Répression de l’évasion fiscale internationale et conventions internationales
Le Conseil d’Etat a décidé que la convention fiscale franco-suisse ne fait pas obstacle à l’application de l’article 155 A du Code Général des Impôts et à l’imposition de l’artiste en France. Il écarte l’application de la convention fiscale liant la France à l’Etat de résidence de la société bénéficiaire de la rémunération au motif que le contribuable n’est pas la société mais l’artiste (article mis en ligne le 23 avril 2008)
Dans un arrêt en date du 28 mars 2008, n°271366, fiché au Recueil Lebon, et rendu aux conclusions contraires de Madame le commissaire du gouvernement Claire Landais, le Conseil d’Etat s’est prononcé pour la première fois sur l’application combinée de l’article 155 A du Code Général des Impôts et d’une convention fiscale signée par la France avec un Etat étranger.

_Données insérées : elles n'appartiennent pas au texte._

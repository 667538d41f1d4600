//! Port traits: the hexagonal boundary between domain logic and the outside world.
//!
//! ```text
//!   Adapter ──▶ Port trait ──▶ HomeController (domain)
//! ```
//!
//! Driven adapters (the board HAL, the simulator, event sinks) implement
//! these traits. The decision functions and the
//! [`HomeController`](super::service::HomeController) consume them via
//! generics, so the domain core never touches hardware directly.

use embedded_hal::digital::PinState;

use crate::error::{ActuatorError, SensorError};
use crate::pins::{PinRole, TemperatureProbe};

// ───────────────────────────────────────────────────────────────
// HAL port (driven adapter: domain ↔ hardware)
// ───────────────────────────────────────────────────────────────

/// Narrow hardware abstraction consumed by the decision functions.
///
/// Two implementations exist: [`BoardHal`](crate::adapters::hardware::BoardHal)
/// for the real board and [`SimHal`](crate::adapters::sim::SimHal) for host
/// runs and tests. The choice is made once at start-up by whoever
/// constructs the controller.
pub trait HalPort {
    /// Sample a digital input.
    fn digital_read(&mut self, pin: PinRole) -> Result<PinState, SensorError>;

    /// Drive a digital output.
    fn digital_write(&mut self, pin: PinRole, level: PinState) -> Result<(), ActuatorError>;

    /// Raw analog sample (ADC counts).
    fn analog_read(&mut self, pin: PinRole) -> Result<u16, SensorError>;

    /// Set a PWM output duty cycle in percent (0.0 – 100.0).
    fn pwm_set_duty_cycle(&mut self, pin: PinRole, percent: f32) -> Result<(), ActuatorError>;

    /// Read a temperature probe in °C. May block for the sensor's
    /// single-wire transaction. Timing faults come back as
    /// [`SensorError::Timeout`] / [`SensorError::ChecksumMismatch`].
    fn read_temperature(&mut self, probe: TemperatureProbe) -> Result<f32, SensorError>;

    /// Release both temperature sensor drivers after a fatal fault.
    fn release_temperature_sensors(&mut self);

    /// Re-arm both temperature sensor drivers after a release.
    fn restart_temperature_sensors(&mut self);

    /// Block the calling task.
    fn delay_ms(&mut self, ms: u32);
}

// ───────────────────────────────────────────────────────────────
// Event sink port (driven adapter: domain → logging / telemetry)
// ───────────────────────────────────────────────────────────────

/// The domain emits structured [`AppEvent`](super::events::AppEvent)s
/// through this port. Adapters decide where they go.
pub trait EventSink {
    fn emit(&mut self, event: &super::events::AppEvent);
}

L’article 155 A du Code Général des Impôts est une disposition de droit interne qui permet à l’administration fiscale française de lutter contre les montages consistant pour une personne rendant des prestations en France à localiser au sein d’une société écran étrangère le revenu qu’elle tire de cette prestation. Ce texte est une composante du dispositif français de répression de l’évasion fiscale internationale.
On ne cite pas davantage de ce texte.